SERGUEJ / METTEUR EN SCENE / KAZAKHSTAN

« En Suisse, j’ai travaillé comme serveur, puis comme jardinier, mais je suis avant tout metteur en scène »
Depuis l’âge de neuf ans, Serguej sait qu’il deviendra metteur en scène. Il prend à l’époque des cours de théâtre dans un centre de loisirs, puis après sa scolarité obligatoire, il étudie à l’Institut de théâtre d’Almaty. « J’ai choisi un métier qui me permettait d’être libre » ; cette même liberté artistique qu’il a revendiqué une fois devenu directeur du centre culturel d’Almaty et qui lui a valu des coups et des menaces. Jamais il n’aurait pensé devoir un jour fuir son pays pour avoir défendu cette liberté.

Aujourd’hui, malgré tout il continue de croire en la force de la créativité. Il se démène pour trouver un lieu où il pourrait animer des ateliers de création et transmettre à des enfants sa passion pour le théâtre.

NURTEN / DESSINATRICE EN BATIMENT / TURQUIE

«Tout ce qui compte pour moi, c’est que ma fille soit en sécurité. Elle est tout pour moi »
Nurten a fui la Turquie il y a cinq ans en emportant avec elle sa fille, Destina. De cette période difficile il ne reste que des souvenirs rendus vagues et des souffrances tues : un divorce douloureux, le risque de perdre Destina et des opinions politiques en tant que kurde qui lui ont coûté cher.

Nurten veut maintenant aller de l’avant et donner un avenir à sa fille. « Je me suis battue pour comprendre le système scolaire suisse et faire en sorte qu’on donne une chance à Destina d’avancer malgré ses difficultés en français et en math. Je la suis de près pour que tout se passe bien pour elle.  Je sais que Destina va réussir ». Mère et fille se soutiennent. « Quand je ne me sens pas bien, Destina m’aide. Grâce à elle, je me sens forte »

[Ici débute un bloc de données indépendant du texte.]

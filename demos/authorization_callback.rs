//! Starts the one-shot authorization callback endpoint and delivers a code to it the way a browser
//! redirect would.

// std
use std::{sync::Arc, time::Duration};
// crates.io
use color_eyre::Result;
// self
use oauth2_pager::{
	callback::{CallbackConfig, CallbackServer},
	ext::OneshotResolver,
	reqwest,
};

#[tokio::main]
async fn main() -> Result<()> {
	color_eyre::install()?;

	let (resolver, _rx) = OneshotResolver::channel();
	let handle = CallbackServer::new(CallbackConfig::new(0)).start(Arc::new(resolver), 1).await?;

	println!("Register {} as the redirect URI.", handle.callback_url());

	let response = reqwest::get(format!("{}?code=demo-code", handle.callback_url())).await?;

	println!("Browser saw HTTP {}: {}.", response.status(), response.text().await?);

	let (process_id, code) = handle.wait(Duration::from_secs(30)).await?;

	println!("Authorization process {process_id} received code {code}.");

	Ok(())
}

THIKRA / JOURNALISTE / IRAK

« J’ai été la première femme reporter de guerre en Irak. Ma famille me soutenait et était fière de moi »
Pour ses engagements et sa liberté de ton, Thikra a payé le prix fort. La moitié de sa famille a été tuée et elle a dû fuir son pays sous la protection de Reporters sans Frontières. Thikra savait ce qu’elle risquait, mais elle voulait témoigner des atrocités de la guerre « J’ai fait un reportage dans des prisons sur des femmes qui ont été violées ou enlevées par des officiers. J’ai pris des risques, car je dénonçais des faits que le gouvernement voulait cacher».

Aujourd’hui, Thikra n’écrit plus, paralysée par la culpabilité. « C’est dur d’être en vie et de savoir que d’autres souffrent ou ont souffert à cause de toi ». Celle qui a tant lutté dans son pays se retrouve impuissante, comme dépossédée d’elle-même. « Avant on reconnaissait ma force, maintenant je suis une réfugiée qui a besoin de protection ».

Aïtsaid / ECRIVAIN / ALGERIE

« Quitte à y laisser ma vie, je préfère que les jeunes mettent fin à leur mal-vie plutôt qu’à leur vie»
A la suite d’un attentat proche de chez lui, Aïtsaid décide d’écrire un livre. « J’étais en voyage, lorsqu’une bombe a explosé près de chez moi. J’étais à ce moment-là au téléphone avec ma femme. La ligne a été coupée pendant huit heures. Ça a été l’enfer. Je me suis dit quitte à souffrir, autant que ça serve. »

Dénoncer les intégristes de tous bords a un prix en Algérie. Aïtsaid le sait depuis qu’il a dû quitter famille et amis pour s’exiler en Suisse. « L’Algérie ne se porte pas bien. Les médias sont bouclés. On ne peut pas parler des attentats, des actes de torture et des assassinats. J’ai emporté avec moi le brouillon du livre qui va raconter tout ça. » Mais à son arrivée à Vallorbe, on lui confisque ses écrits pour les ajouter à son dossier. Depuis, il réécrit patiemment toutes les pages de son futur livre.